**Task brief:** The task calls for every line of the data to be repeated exactly.
------ Data records
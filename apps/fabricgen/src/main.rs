// Copyright 2023 Google LLC
//
// Licensed under the Apache License, Version 2.0 (the "License");
// you may not use this file except in compliance with the License.
// You may obtain a copy of the License at
//
//      http://www.apache.org/licenses/LICENSE-2.0
//
// Unless required by applicable law or agreed to in writing, software
// distributed under the License is distributed on an "AS IS" BASIS,
// WITHOUT WARRANTIES OR CONDITIONS OF ANY KIND, either express or implied.
// See the License for the specific language governing permissions and
// limitations under the License.

//! Synthesize an on-chip network topology and write it out.

use anyhow::{bail, Context};
use std::fs;
use std::path::PathBuf;
use structopt::StructOpt;

use fabric::{standard_endpoints, EscapeRankPolicy, SynthesisConfiguration, Topology};

mod options;

use options::Shape;

#[derive(StructOpt)]
#[structopt(name = "fabricgen", about = "On-chip interconnect topology synthesis")]
struct Arguments {
    /// YAML synthesis configuration; a subcommand overrides its topology
    #[structopt(long, parse(from_os_str))]
    config: Option<PathBuf>,
    /// cache controllers, one per cpu by default
    #[structopt(long)]
    caches: Option<usize>,
    /// directory controllers, num_dirs by default
    #[structopt(long)]
    dirs: Option<usize>,
    /// DMA controllers
    #[structopt(long, default_value = "0")]
    dmas: usize,
    /// escape ranks follow router ranks
    #[structopt(long)]
    router_rank_escape: bool,
    /// write the topology as YAML
    #[structopt(short, long, parse(from_os_str))]
    output: Option<PathBuf>,
    /// write the topology in dot format
    #[structopt(long, parse(from_os_str))]
    dot: Option<PathBuf>,
    /// write a Tikz diagram into this directory
    #[structopt(long, parse(from_os_str))]
    tikz: Option<PathBuf>,
    /// run pdflatex on the Tikz diagram
    #[structopt(long)]
    render: bool,
    /// write DSENT router and link models into this directory
    #[structopt(long, parse(from_os_str))]
    power_model: Option<PathBuf>,
    #[structopt(subcommand)]
    shape: Option<Shape>,
}

impl Arguments {
    fn configuration(&self) -> anyhow::Result<SynthesisConfiguration> {
        let mut config = match &self.config {
            Some(path) => SynthesisConfiguration::from_file(path)?,
            None => SynthesisConfiguration::default(),
        };
        match &self.shape {
            Some(shape) => shape.apply(&mut config),
            None if self.config.is_none() => {
                bail!("either --config or a topology subcommand is required")
            }
            None => {}
        }
        if self.router_rank_escape {
            config.escape_rank_policy = EscapeRankPolicy::RouterRank;
        }
        if let Some(dir) = &self.tikz {
            config.diagram.enabled = true;
            config.diagram.output_dir = dir.clone();
        }
        config.diagram.render |= self.render;
        if let Some(dir) = &self.power_model {
            config.power_model.enabled = true;
            config.power_model.output_dir = dir.clone();
        }
        Ok(config)
    }
}

fn write_outputs(args: &Arguments, topology: &Topology) -> anyhow::Result<()> {
    if let Some(path) = &args.output {
        let yaml = serde_yaml::to_string(topology)?;
        fs::write(path, yaml).with_context(|| format!("cannot write {}", path.display()))?;
        log::info!("topology written to {}", path.display());
    }
    if let Some(path) = &args.dot {
        fs::write(path, topology.to_string())
            .with_context(|| format!("cannot write {}", path.display()))?;
        log::info!("dot written to {}", path.display());
    }
    if args.output.is_none() && args.dot.is_none() {
        print!("{}", topology);
    }
    Ok(())
}

fn main() -> anyhow::Result<()> {
    env_logger::init();
    let args = Arguments::from_args();
    let config = args.configuration()?;
    let endpoints = standard_endpoints(
        args.caches.unwrap_or(config.num_cpus),
        args.dirs.unwrap_or(config.num_dirs),
        args.dmas,
    );

    let topology = fabric::synthesize_with(&config, &endpoints, None)
        .with_context(|| format!("synthesis of {} failed", config.topology.name()))?;
    log::info!(
        "{}: {} routers, {} endpoints, {} links",
        topology.name(),
        topology.routers().len(),
        topology.external_links().len(),
        topology.logical_edge_count()
    );
    write_outputs(&args, &topology)
}
// Copyright 2023 Google LLC
//
// Licensed under the Apache License, Version 2.0 (the "License");
// you may not use this file except in compliance with the License.
// You may obtain a copy of the License at
//
//      http://www.apache.org/licenses/LICENSE-2.0
//
// Unless required by applicable law or agreed to in writing, software
// distributed under the License is distributed on an "AS IS" BASIS,
// WITHOUT WARRANTIES OR CONDITIONS OF ANY KIND, either express or implied.
// See the License for the specific language governing permissions and
// limitations under the License.

use fabric::{Family, SynthesisConfiguration};
use structopt::StructOpt;

/// The topology families and their sizing.
#[derive(Debug, StructOpt, Clone, PartialEq)]
pub enum Shape {
    /// A 2D mesh, one router per cpu
    Mesh {
        #[structopt(short, long, default_value = "16")]
        cpus: usize,
        #[structopt(short, long, default_value = "4")]
        rows: usize,
    },
    /// A ring, drawn over two rows
    Ring {
        #[structopt(short, long, default_value = "16")]
        cpus: usize,
        #[structopt(name = "concentration", short = "k", long, default_value = "1")]
        concentration: usize,
    },
    /// Every router linked to every other
    Full {
        #[structopt(short, long, default_value = "16")]
        cpus: usize,
        #[structopt(short, long, default_value = "4")]
        rows: usize,
        #[structopt(name = "concentration", short = "k", long, default_value = "1")]
        concentration: usize,
    },
    /// Rows and columns fully connected
    FlattenedButterfly {
        #[structopt(short, long, default_value = "16")]
        cpus: usize,
        #[structopt(short, long, default_value = "4")]
        rows: usize,
        #[structopt(name = "concentration", short = "k", long, default_value = "1")]
        concentration: usize,
    },
    /// Half-rings per row pair, joined by a central ring
    HierarchicalRing {
        #[structopt(short, long, default_value = "16")]
        cpus: usize,
        #[structopt(short, long, default_value = "4")]
        rows: usize,
    },
}

impl Shape {
    /// Overwrite the family and sizing of `config`.
    ///
    /// Directories default to one per router.
    pub fn apply(&self, config: &mut SynthesisConfiguration) {
        let (family, cpus, rows, concentration) = match *self {
            Self::Mesh { cpus, rows } => (Family::Mesh, cpus, rows, 1),
            Self::Ring {
                cpus,
                concentration,
            } => (Family::Ring, cpus, 2, concentration),
            Self::Full {
                cpus,
                rows,
                concentration,
            } => (Family::FullyConnected, cpus, rows, concentration),
            Self::FlattenedButterfly {
                cpus,
                rows,
                concentration,
            } => (Family::FlattenedButterfly, cpus, rows, concentration),
            Self::HierarchicalRing { cpus, rows } => (Family::HierarchicalRing, cpus, rows, 1),
        };
        config.topology = family;
        config.num_cpus = cpus;
        config.mesh_rows = rows;
        config.concentration_factor = concentration;
        config.num_dirs = if concentration == 0 {
            cpus
        } else {
            cpus / concentration
        };
    }
}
------------
**Exercise result:**
filename apps/fabricgen/src/main.rs
// Copyright 2023 Google LLC
//
// Licensed under the Apache License, Version 2.0 (the "License");
// you may not use this file except in compliance with the License.
// You may obtain a copy of the License at
//
//      http://www.apache.org/licenses/LICENSE-2.0
//
// Unless required by applicable law or agreed to in writing, software
// distributed under the License is distributed on an "AS IS" BASIS,
// WITHOUT WARRANTIES OR CONDITIONS OF ANY KIND, either express or implied.
// See the License for the specific language governing permissions and
// limitations under the License.

//! Synthesize an on-chip network topology and write it out.

use anyhow::{bail, Context};
use std::fs;
use std::path::PathBuf;
use structopt::StructOpt;

use fabric::{standard_endpoints, EscapeRankPolicy, SynthesisConfiguration, Topology};

mod options;

use options::Shape;

#[derive(StructOpt)]
#[structopt(name = "fabricgen", about = "On-chip interconnect topology synthesis")]
struct Arguments {
    /// YAML synthesis configuration; a subcommand overrides its topology
    #[structopt(long, parse(from_os_str))]
    config: Option<PathBuf>,
    /// cache controllers, one per cpu by default
    #[structopt(long)]
    caches: Option<usize>,
    /// directory controllers, num_dirs by default
    #[structopt(long)]
    dirs: Option<usize>,
    /// DMA controllers
    #[structopt(long, default_value = "0")]
    dmas: usize,
    /// escape ranks follow router ranks
    #[structopt(long)]
    router_rank_escape: bool,
    /// write the topology as YAML
    #[structopt(short, long, parse(from_os_str))]
    output: Option<PathBuf>,
    /// write the topology in dot format
    #[structopt(long, parse(from_os_str))]
    dot: Option<PathBuf>,
    /// write a Tikz diagram into this directory
    #[structopt(long, parse(from_os_str))]
    tikz: Option<PathBuf>,
    /// run pdflatex on the Tikz diagram
    #[structopt(long)]
    render: bool,
    /// write DSENT router and link models into this directory
    #[structopt(long, parse(from_os_str))]
    power_model: Option<PathBuf>,
    #[structopt(subcommand)]
    shape: Option<Shape>,
}

impl Arguments {
    fn configuration(&self) -> anyhow::Result<SynthesisConfiguration> {
        let mut config = match &self.config {
            Some(path) => SynthesisConfiguration::from_file(path)?,
            None => SynthesisConfiguration::default(),
        };
        match &self.shape {
            Some(shape) => shape.apply(&mut config),
            None if self.config.is_none() => {
                bail!("either --config or a topology subcommand is required")
            }
            None => {}
        }
        if self.router_rank_escape {
            config.escape_rank_policy = EscapeRankPolicy::RouterRank;
        }
        if let Some(dir) = &self.tikz {
            config.diagram.enabled = true;
            config.diagram.output_dir = dir.clone();
        }
        config.diagram.render |= self.render;
        if let Some(dir) = &self.power_model {
            config.power_model.enabled = true;
            config.power_model.output_dir = dir.clone();
        }
        Ok(config)
    }
}

fn write_outputs(args: &Arguments, topology: &Topology) -> anyhow::Result<()> {
    if let Some(path) = &args.output {
        let yaml = serde_yaml::to_string(topology)?;
        fs::write(path, yaml).with_context(|| format!("cannot write {}", path.display()))?;
        log::info!("topology written to {}", path.display());
    }
    if let Some(path) = &args.dot {
        fs::write(path, topology.to_string())
            .with_context(|| format!("cannot write {}", path.display()))?;
        log::info!("dot written to {}", path.display());
    }
    if args.output.is_none() && args.dot.is_none() {
        print!("{}", topology);
    }
    Ok(())
}

fn main() -> anyhow::Result<()> {
    env_logger::init();
    let args = Arguments::from_args();
    let config = args.configuration()?;
    let endpoints = standard_endpoints(
        args.caches.unwrap_or(config.num_cpus),
        args.dirs.unwrap_or(config.num_dirs),
        args.dmas,
    );

    let topology = fabric::synthesize_with(&config, &endpoints, None)
        .with_context(|| format!("synthesis of {} failed", config.topology.name()))?;
    log::info!(
        "{}: {} routers, {} endpoints, {} links",
        topology.name(),
        topology.routers().len(),
        topology.external_links().len(),
        topology.logical_edge_count()
    );
    write_outputs(&args, &topology)
}
// Copyright 2023 Google LLC
//
// Licensed under the Apache License, Version 2.0 (the "License");
// you may not use this file except in compliance with the License.
// You may obtain a copy of the License at
//
//      http://www.apache.org/licenses/LICENSE-2.0
//
// Unless required by applicable law or agreed to in writing, software
// distributed under the License is distributed on an "AS IS" BASIS,
// WITHOUT WARRANTIES OR CONDITIONS OF ANY KIND, either express or implied.
// See the License for the specific language governing permissions and
// limitations under the License.

use fabric::{Family, SynthesisConfiguration};
use structopt::StructOpt;

/// The topology families and their sizing.
#[derive(Debug, StructOpt, Clone, PartialEq)]
pub enum Shape {
    /// A 2D mesh, one router per cpu
    Mesh {
        #[structopt(short, long, default_value = "16")]
        cpus: usize,
        #[structopt(short, long, default_value = "4")]
        rows: usize,
    },
    /// A ring, drawn over two rows
    Ring {
        #[structopt(short, long, default_value = "16")]
        cpus: usize,
        #[structopt(name = "concentration", short = "k", long, default_value = "1")]
        concentration: usize,
    },
    /// Every router linked to every other
    Full {
        #[structopt(short, long, default_value = "16")]
        cpus: usize,
        #[structopt(short, long, default_value = "4")]
        rows: usize,
        #[structopt(name = "concentration", short = "k", long, default_value = "1")]
        concentration: usize,
    },
    /// Rows and columns fully connected
    FlattenedButterfly {
        #[structopt(short, long, default_value = "16")]
        cpus: usize,
        #[structopt(short, long, default_value = "4")]
        rows: usize,
        #[structopt(name = "concentration", short = "k", long, default_value = "1")]
        concentration: usize,
    },
    /// Half-rings per row pair, joined by a central ring
    HierarchicalRing {
        #[structopt(short, long, default_value = "16")]
        cpus: usize,
        #[structopt(short, long, default_value = "4")]
        rows: usize,
    },
}

impl Shape {
    /// Overwrite the family and sizing of `config`.
    ///
    /// Directories default to one per router.
    pub fn apply(&self, config: &mut SynthesisConfiguration) {
        let (family, cpus, rows, concentration) = match *self {
            Self::Mesh { cpus, rows } => (Family::Mesh, cpus, rows, 1),
            Self::Ring {
                cpus,
                concentration,
            } => (Family::Ring, cpus, 2, concentration),
            Self::Full {
                cpus,
                rows,
                concentration,
            } => (Family::FullyConnected, cpus, rows, concentration),
            Self::FlattenedButterfly {
                cpus,
                rows,
                concentration,
            } => (Family::FlattenedButterfly, cpus, rows, concentration),
            Self::HierarchicalRing { cpus, rows } => (Family::HierarchicalRing, cpus, rows, 1),
        };
        config.topology = family;
        config.num_cpus = cpus;
        config.mesh_rows = rows;
        config.concentration_factor = concentration;
        config.num_dirs = if concentration == 0 {
            cpus
        } else {
            cpus / concentration
        };
    }
}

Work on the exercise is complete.